A Europa... e as velocidades
No mesmo dia em que a OCDE nos diz, friamente, que a taxa de desemprego sobe para 12,9% em Portugal, o genial Carlos Moedas, um dos ajudantes do Gaspar das Finanças, mais preocupado com o aspecto da coisa do que com a coisa em si, como seria de esperar... dele, ou de qualquer “madame” que visse o nome da sua casa de meninas caído nas bocas do mundo, diz que é preciso «melhorar a reputação de Portugal».

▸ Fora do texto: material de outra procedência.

#[cfg(test)]
mod tests {
    use super::*;
    use crate::session::RecordingSink;
    use helio_sync::{ChannelEvent, Command};

    fn session_with(snapshot: &str) -> Session<RecordingSink> {
        let mut s = Session::new(RecordingSink::default());
        s.handle_event(ChannelEvent::Opened);
        s.apply_text(snapshot);
        assert!(s.is_rendered());
        s
    }

    fn display(s: &Session<RecordingSink>, id: &str) -> String {
        let widget = s.view().node(id).expect("widget");
        s.view().get(widget).expect("node").control.display_text()
    }

    #[test]
    fn test_scenario_a_value_patch() {
        let mut s = session_with(
            r#"[{"id":"Network","type":"module","o":1,"n":[{"id":"ssid","type":"text","o":1,"value":"home"}]}]"#,
        );
        s.apply_text(r#"{"ssid":{"value":"office"}}"#);
        assert_eq!(display(&s, "ssid"), "office");
        assert_eq!(
            s.store().find("ssid").unwrap().value,
            Some(Value::Text("office".into()))
        );
    }

    #[test]
    fn test_patch_unknown_id_is_skipped() {
        let mut s = session_with(r#"[{"id":"Network","type":"module","o":1}]"#);
        s.apply_text(r#"{"ghost":{"value":1}}"#);
        assert!(s.store().find("ghost").is_none());
    }

    #[test]
    fn test_idempotent_self_patch() {
        let snapshot = r#"[{"id":"Leds","type":"module","o":1,"n":[
            {"id":"bri","type":"range","o":1,"min":0,"max":255,"value":128}
        ]}]"#;
        let mut s = session_with(snapshot);
        let before = display(&s, "bri");
        s.apply_text(r#"{"bri":{"value":128}}"#);
        assert_eq!(display(&s, "bri"), before);
        s.apply_text(r#"{"bri":{"value":128}}"#);
        assert_eq!(display(&s, "bri"), before);
    }

    #[test]
    fn test_label_applies_capitalized() {
        let mut s = session_with(
            r#"[{"id":"Sys","type":"module","o":1,"n":[
                {"id":"restart","type":"button","o":1},
                {"id":"name","type":"text","o":2}
            ]}]"#,
        );
        s.apply_text(r#"{"restart":{"label":"reboot now"},"name":{"label":"host name"}}"#);

        let button = s.view().node("restart").unwrap();
        match &s.view().get(button).unwrap().control {
            Control::Button { caption, .. } => assert_eq!(caption, "Reboot Now"),
            other => panic!("expected button, got {other:?}"),
        }
        let field = s.view().node("name").unwrap();
        assert_eq!(s.view().get(field).unwrap().label, "Host Name");
    }

    #[test]
    fn test_comment_stored() {
        let mut s = session_with(
            r#"[{"id":"Net","type":"module","o":1,"n":[{"id":"ssid","type":"text","o":1}]}]"#,
        );
        s.apply_text(r#"{"ssid":{"comment":"2.4GHz only"}}"#);
        let widget = s.view().node("ssid").unwrap();
        assert_eq!(
            s.view().get(widget).unwrap().comment.as_deref(),
            Some("2.4GHz only")
        );
    }

    #[test]
    fn test_options_then_value_resolution_order() {
        let mut s = session_with(
            r#"[{"id":"Sys","type":"module","o":1,"n":[
                {"id":"reason","type":"select","o":1,"ro":true}
            ]}]"#,
        );
        // Options and value in one patch: options land first, so the
        // numeric value resolves to its display text.
        s.apply_text(r#"{"reason":{"options":["PowerOn","Watchdog","Panic"],"value":1}}"#);
        assert_eq!(display(&s, "reason"), "Watchdog");
    }

    #[test]
    fn test_options_overrule_existing_index_text() {
        let mut s = session_with(
            r#"[{"id":"Sys","type":"module","o":1,"n":[
                {"id":"reason","type":"select","o":1,"ro":true,"value":2}
            ]}]"#,
        );
        assert_eq!(display(&s, "reason"), "2");
        // A later options patch replaces the raw index with its label.
        s.apply_text(r#"{"reason":{"options":["PowerOn","Watchdog","Panic"]}}"#);
        assert_eq!(display(&s, "reason"), "Panic");
    }

    #[test]
    fn test_writable_select_gets_options_and_selection() {
        let mut s = session_with(
            r#"[{"id":"Leds","type":"module","o":1,"n":[{"id":"fx","type":"select","o":1}]}]"#,
        );
        s.apply_text(r#"{"fx":{"options":["Solid","Rainbow"],"value":1}}"#);
        let widget = s.view().node("fx").unwrap();
        match &s.view().get(widget).unwrap().control {
            Control::Dropdown { options, selected } => {
                assert_eq!(options.len(), 2);
                assert_eq!(selected, &Some(Value::Int(1)));
            }
            other => panic!("expected dropdown, got {other:?}"),
        }
        assert_eq!(display(&s, "fx"), "Rainbow");
    }

    #[test]
    fn test_scenario_d_log_slider_zero() {
        let mut s = session_with(
            r#"[{"id":"Leds","type":"module","o":1,"n":[
                {"id":"bri","type":"range","o":1,"min":0,"max":255,"log":true,"value":10}
            ]}]"#,
        );
        s.apply_text(r#"{"bri":{"value":0}}"#);
        let widget = s.view().node("bri").unwrap();
        match &s.view().get(widget).unwrap().control {
            Control::Slider { readout, value, .. } => {
                assert_eq!(readout, "0");
                assert_eq!(*value, 0.0);
            }
            other => panic!("expected slider, got {other:?}"),
        }
    }

    #[test]
    fn test_log_slider_readout_tracks_value() {
        let mut s = session_with(
            r#"[{"id":"Leds","type":"module","o":1,"n":[
                {"id":"bri","type":"range","o":1,"min":0,"max":255,"log":true,"value":0}
            ]}]"#,
        );
        s.apply_text(r#"{"bri":{"value":255}}"#);
        let widget = s.view().node("bri").unwrap();
        match &s.view().get(widget).unwrap().control {
            Control::Slider { readout, .. } => assert_eq!(readout, "255"),
            other => panic!("expected slider, got {other:?}"),
        }
    }

    #[test]
    fn test_url_value_updates_href() {
        let mut s = session_with(
            r#"[{"id":"Sys","type":"module","o":1,"n":[{"id":"docs","type":"url","o":1}]}]"#,
        );
        s.apply_text(r#"{"docs":{"value":"http://device.local/docs"}}"#);
        let widget = s.view().node("docs").unwrap();
        match &s.view().get(widget).unwrap().control {
            Control::Link { href, .. } => assert_eq!(href, "http://device.local/docs"),
            other => panic!("expected link, got {other:?}"),
        }
    }

    #[test]
    fn test_details_graft_replaces_subtree() {
        let mut s = session_with(
            r#"[{"id":"Leds","type":"module","o":1,"n":[
                {"id":"fx","type":"select","o":1,"n":[{"id":"speed","type":"range","o":1}]}
            ]}]"#,
        );
        assert!(s.view().node("speed").is_some());

        s.apply_text(
            r#"{"details":{"id":"fx","n":[
                {"id":"palette","type":"select","o":1},
                {"id":"intensity","type":"range","o":2}
            ]}}"#,
        );
        // Old subtree destroyed, new one grafted.
        assert!(s.view().node("speed").is_none());
        assert!(s.view().node("palette").is_some());
        assert!(s.view().node("intensity").is_some());
        assert_eq!(s.store().find("fx").unwrap().children.len(), 2);
    }

    #[test]
    fn test_details_graft_queues_and_flushes_dynamic_ids() {
        let mut s = session_with(
            r#"[{"id":"Leds","type":"module","o":1,"n":[{"id":"fx","type":"select","o":1}]}]"#,
        );
        s.sink_mut().sent.clear();
        s.apply_text(
            r#"{"details":{"id":"fx","n":[{"id":"palette","type":"select","o":1,"dynamic":true}]}}"#,
        );
        assert_eq!(
            s.sink().sent,
            vec![Command::DynamicResolve(vec!["palette".into()])]
        );
    }

    #[test]
    fn test_repeated_details_graft_leaves_no_orphans() {
        let mut s = session_with(
            r#"[{"id":"Leds","type":"module","o":1,"n":[{"id":"fx","type":"select","o":1}]}]"#,
        );
        let details = r#"{"details":{"id":"fx","n":[{"id":"palette","type":"select","o":1}]}}"#;
        s.apply_text(details);
        let count = s.view().node_count();
        s.apply_text(details);
        assert_eq!(s.view().node_count(), count);
    }

    #[test]
    fn test_json_blob_stored() {
        let mut s = session_with(
            r#"[{"id":"Leds","type":"module","o":1,"n":[{"id":"map","type":"canvas","o":1}]}]"#,
        );
        s.apply_text(r#"{"map":{"json":{"width":16,"height":16}}}"#);
        assert_eq!(
            s.json_blob("map").and_then(|b| b.get("width")).and_then(|w| w.as_i64()),
            Some(16)
        );
    }

    #[test]
    fn test_file_hydration_miss_is_noop() {
        // NullFetcher misses; the patch must not disturb anything else.
        let mut s = session_with(
            r#"[{"id":"Leds","type":"module","o":1,"n":[{"id":"map","type":"canvas","o":1}]}]"#,
        );
        s.apply_text(r#"{"map":{"file":"ledmap.json"}}"#);
        assert!(s.json_blob("map").is_none());
    }

    #[test]
    fn test_ack_keys_are_no_ops() {
        let mut s = session_with(r#"[{"id":"Net","type":"module","o":1}]"#);
        let widgets = s.view().node_count();
        s.apply_text(r#"{"dynamicResolve":["a"],"view":"vApp"}"#);
        assert_eq!(s.view().node_count(), widgets);
    }
}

Defende o Moedas, que Portugal não está «no mesmo saco» de outros países do Sul...reforçando mais uma vez uma das mais acanalhadas características dos “líderes” desta crise colectiva, que é a assunção de que somos sempre, de alguma forma e por algum misterioso motivo, “superiores” a todos “os outros”. Com os quais não queremos misturas nem confusões... quanto mais solidariedades!
Por estas e outras é que já enoja a revelha conversa da “Europa que avança a várias velocidades”. Para que raio insistem estes dirigentes em falar de avanços a várias velocidades, se, na maior parte, que se veja, há já muitos anos que não engatam nenhuma “velocidade” que não seja a marcha-atrás?